◆ **Problem description**: Return exactly the lines below, starting with the one that has "use arachnida::inspect;" and going on through the one that has "parsed is logged".

◆ **Source data**:

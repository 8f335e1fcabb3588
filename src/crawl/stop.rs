// src/crawl/stop.rs
// =============================================================================
// When to stop fetching.
//
// Two things end a crawl early: the cancellation token (Ctrl-C) and the
// optional overall deadline. Both the page loop and the image loop ask the
// same StopSignal before every request, so neither can run past the other.
//
// Nothing is interrupted mid-request; a download that has started is allowed
// to finish and write its file.
// =============================================================================

use std::fmt;
use std::time::Duration;

use tokio::time::Instant;
use tokio_util::sync::CancellationToken;

#[derive(Debug, Clone, Copy, PartialEq, Eq)]
pub enum StopReason {
    Cancelled,
    Deadline,
}

impl fmt::Display for StopReason {
    fn fmt(&self, f: &mut fmt::Formatter<'_>) -> fmt::Result {
        match self {
            StopReason::Cancelled => write!(f, "Crawl cancelled"),
            StopReason::Deadline => write!(f, "Crawl deadline reached"),
        }
    }
}

#[derive(Debug, Clone, Default)]
pub struct StopSignal {
    cancel: CancellationToken,
    deadline: Option<Instant>,
}

impl StopSignal {
    pub fn new(cancel: CancellationToken) -> Self {
        Self {
            cancel,
            deadline: None,
        }
    }

    // Adds a deadline `limit` from now
    //
    // A limit too large to represent is treated as no deadline
    pub fn with_limit(mut self, limit: Option<Duration>) -> Self {
        self.deadline = limit.and_then(|limit| Instant::now().checked_add(limit));
        self
    }

    /// `Some` once the crawl should not start another request.
    pub fn check(&self) -> Option<StopReason> {
        if self.cancel.is_cancelled() {
            return Some(StopReason::Cancelled);
        }
        match self.deadline {
            Some(at) if Instant::now() >= at => Some(StopReason::Deadline),
            _ => None,
        }
    }

    pub fn is_stopped(&self) -> bool {
        self.check().is_some()
    }
}
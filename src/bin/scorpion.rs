// src/bin/scorpion.rs
// =============================================================================
// Entry point of the `scorpion` binary: prints EXIF and filesystem metadata
// for every image file given directly or found under a given directory.
//
// Reports go to stdout; diagnostics (bad inputs, unreadable files) go through
// the logger, also on stdout. The exit code is always 0.
// =============================================================================

use std::io;

use clap::Parser;
use tracing_subscriber::EnvFilter;

use arachnida::cli::ScorpionCli;
use arachnida::inspect;

fn main() {
    let filter = EnvFilter::try_from_default_env().unwrap_or_else(|_| EnvFilter::new("info"));
    tracing_subscriber::fmt()
        .with_env_filter(filter)
        .with_target(false)
        .init();

    let cli = ScorpionCli::parse();

    let stdout = io::stdout();
    let reported = inspect::run(&cli.inputs, &mut stdout.lock());
    tracing::debug!("Printed {} report(s)", reported);
}
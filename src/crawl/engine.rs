// src/crawl/engine.rs
// =============================================================================
// The traversal engine: a depth-first, depth-limited walk over the link graph.
//
// How it works:
// 1. Push the start URL onto the frontier with the full depth budget
// 2. Pop a target; skip it if its budget is used up or it was already visited
// 3. Mark it visited, fetch it once, parse it once
// 4. Download the page's images (at every depth, not just the first page)
// 5. Normalize the page's links and push the unvisited ones with budget - 1
// 6. Repeat until the frontier is empty, the crawl is cancelled, or the
//    deadline passes
//
// The frontier is an explicit stack. Children are pushed in reverse so the
// first link on a page is popped first, and its whole subtree is explored
// before the second link is looked at. That is the same order a recursive
// walk would produce, without growing the call stack.
//
// Failures are isolated: a page that cannot be fetched or parsed is logged
// and its subtree is abandoned; the rest of the crawl carries on.
// =============================================================================

use std::collections::HashSet;

use serde::Serialize;
use tokio_util::sync::CancellationToken;
use url::Url;

use crate::config::CrawlConfig;
use crate::crawl::document::PageDocument;
use crate::crawl::download::{DownloadResult, ImageDownloader};
use crate::crawl::fetch::PageFetcher;
use crate::crawl::normalize::normalize;
use crate::crawl::stop::StopSignal;
use crate::errors::CrawlError;

/// An absolute URL plus the number of link-hops still allowed from it.
#[derive(Debug, Clone, PartialEq, Eq)]
pub struct CrawlTarget {
    pub url: Url,
    pub depth: i32,
}

/// URLs already expanded during this crawl.
#[derive(Debug, Default)]
pub struct VisitedSet {
    urls: HashSet<Url>,
}

impl VisitedSet {
    pub fn contains(&self, url: &Url) -> bool {
        self.urls.contains(url)
    }

    /// Check-and-insert in one step; `true` means the caller now owns the URL.
    pub fn insert_new(&mut self, url: &Url) -> bool {
        self.urls.insert(url.clone())
    }

    pub fn len(&self) -> usize {
        self.urls.len()
    }

    pub fn is_empty(&self) -> bool {
        self.urls.is_empty()
    }
}

// LIFO stack of discovered-but-not-yet-expanded targets
#[derive(Debug, Default)]
struct Frontier {
    stack: Vec<CrawlTarget>,
}

impl Frontier {
    fn push(&mut self, target: CrawlTarget) {
        self.stack.push(target);
    }

    // Pushes one page's children so that the first one is popped first
    fn push_children(&mut self, children: Vec<CrawlTarget>) {
        self.stack.extend(children.into_iter().rev());
    }

    fn pop(&mut self) -> Option<CrawlTarget> {
        self.stack.pop()
    }
}

/// Summary of one crawl, printed with `--json`.
#[derive(Debug, Default, Serialize)]
pub struct CrawlReport {
    /// Pages fetched and parsed, in expansion order
    pub pages: Vec<String>,
    /// Pages whose fetch or parse failed
    pub failed_pages: Vec<String>,
    /// One entry per attempted image download
    pub images: Vec<DownloadResult>,
    /// True when the crawl stopped on cancellation or deadline
    pub cancelled: bool,
}

impl CrawlReport {
    pub fn images_saved(&self) -> usize {
        self.images.iter().filter(|image| image.is_saved()).count()
    }
}

pub struct Spider {
    fetcher: PageFetcher,
    downloader: ImageDownloader,
    deadline: Option<std::time::Duration>,
    cancel: CancellationToken,
}

impl Spider {
    pub fn new(config: &CrawlConfig) -> Result<Self, CrawlError> {
        let fetcher = PageFetcher::new(config)?;
        let downloader = ImageDownloader::new(fetcher.clone(), config);

        Ok(Self {
            fetcher,
            downloader,
            deadline: config.deadline,
            cancel: CancellationToken::new(),
        })
    }

    /// Use an externally owned token, e.g. one cancelled on Ctrl-C.
    pub fn with_cancellation(mut self, cancel: CancellationToken) -> Self {
        self.cancel = cancel;
        self
    }

    // Crawls from `start`, following links while the depth budget lasts
    //
    // Parameters:
    //   start: the origin URL
    //   depth: link-hop budget; 1 means "only the start page", < 1 means nothing
    //
    // Never fails: every error is logged and recorded in the report
    pub async fn crawl(&self, start: Url, depth: i32) -> CrawlReport {
        let stop = StopSignal::new(self.cancel.clone()).with_limit(self.deadline);
        let mut visited = VisitedSet::default();
        let mut frontier = Frontier::default();
        let mut report = CrawlReport::default();

        frontier.push(CrawlTarget { url: start, depth });

        while let Some(target) = frontier.pop() {
            if target.depth < 1 || !visited.insert_new(&target.url) {
                continue;
            }

            if let Some(reason) = stop.check() {
                tracing::warn!("{}", reason);
                report.cancelled = true;
                break;
            }

            let document = match self.expand(&target.url).await {
                Ok(document) => document,
                Err(e) => {
                    tracing::warn!("{}", e);
                    report.failed_pages.push(target.url.to_string());
                    continue;
                }
            };
            report.pages.push(target.url.to_string());

            let images = self.downloader.download_page_images(&document, &stop).await;
            report.images.extend(images.results);
            if images.interrupted {
                if let Some(reason) = stop.check() {
                    tracing::warn!("{}", reason);
                }
                report.cancelled = true;
                break;
            }

            let children = self.children_of(&document, target.depth - 1, &visited);
            frontier.push_children(children);
        }

        tracing::info!(
            "Crawl finished: {} page(s), {} failed, {} image(s) saved",
            report.pages.len(),
            report.failed_pages.len(),
            report.images_saved()
        );

        report
    }

    // Fetches and parses one page
    async fn expand(&self, url: &Url) -> Result<PageDocument, CrawlError> {
        tracing::debug!("Fetching {}", url);
        let body = self.fetcher.fetch_page(url).await?;
        PageDocument::parse(url, &body)
    }

    // Normalizes a page's links into targets one hop further down
    fn children_of(
        &self,
        document: &PageDocument,
        depth: i32,
        visited: &VisitedSet,
    ) -> Vec<CrawlTarget> {
        let links: Vec<&str> = document.links().collect();
        tracing::info!("Total links on {}: {}", document.url(), links.len());

        if depth < 1 {
            return Vec::new();
        }

        links
            .into_iter()
            .filter_map(|href| match normalize(document.url(), href) {
                Ok(url) => Some(url),
                Err(e) => {
                    tracing::debug!("Skipping link on {}: {}", document.url(), e);
                    None
                }
            })
            .filter(|url| !visited.contains(url))
            .map(|url| CrawlTarget { url, depth })
            .collect()
    }
}

// -----------------------------------------------------------------------------
// BEGINNER NOTES:
//
// 1. Why a Vec as the frontier instead of recursion?
//    - Vec::push / Vec::pop make a stack (last in, first out)
//    - A stack visits nodes in the same depth-first order as recursion
//    - The depth budget lives in each CrawlTarget, not in the call stack,
//      so a very deep site cannot overflow the thread's stack
//
// 2. What does insert_new return?
//    - HashSet::insert returns false if the value was already there
//    - Checking and marking in one call means there is no window where a URL
//      is "checked but not yet marked"
//
// 3. What is a CancellationToken?
//    - A cheap, cloneable flag from tokio-util
//    - One clone lives in the Ctrl-C task, another in the Spider
//    - The StopSignal wraps it together with the deadline and is asked
//      before every page and every image fetch
//
// 4. Why is depth an i32 and not a usize?
//    - Users may pass -l 0 or -l -1; both simply mean "fetch nothing"
//    - A signed type lets "depth < 1" cover all of those cases
// -----------------------------------------------------------------------------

◆ **Result of this exercise**:
use arachnida::inspect;

fn main() {
    let filter = EnvFilter::try_from_default_env().unwrap_or_else(|_| EnvFilter::new("info"));
    tracing_subscriber::fmt()
        .with_env_filter(filter)
        .with_target(false)
        .init();

    let cli = ScorpionCli::parse();

    let stdout = io::stdout();
    let reported = inspect::run(&cli.inputs, &mut stdout.lock());
    tracing::debug!("Printed {} report(s)", reported);
}
filename src/crawl/engine.rs
// src/crawl/engine.rs
// =============================================================================
// The traversal engine: a depth-first, depth-limited walk over the link graph.
//
// How it works:
// 1. Push the start URL onto the frontier with the full depth budget
// 2. Pop a target; skip it if its budget is used up or it was already visited
// 3. Mark it visited, fetch it once, parse it once
// 4. Download the page's images (at every depth, not just the first page)
// 5. Normalize the page's links and push the unvisited ones with budget - 1
// 6. Repeat until the frontier is empty, the crawl is cancelled, or the
//    deadline passes
//
// The frontier is an explicit stack. Children are pushed in reverse so the
// first link on a page is popped first, and its whole subtree is explored
// before the second link is looked at. That is the same order a recursive
// walk would produce, without growing the call stack.
//
// Failures are isolated: a page that cannot be fetched or parsed is logged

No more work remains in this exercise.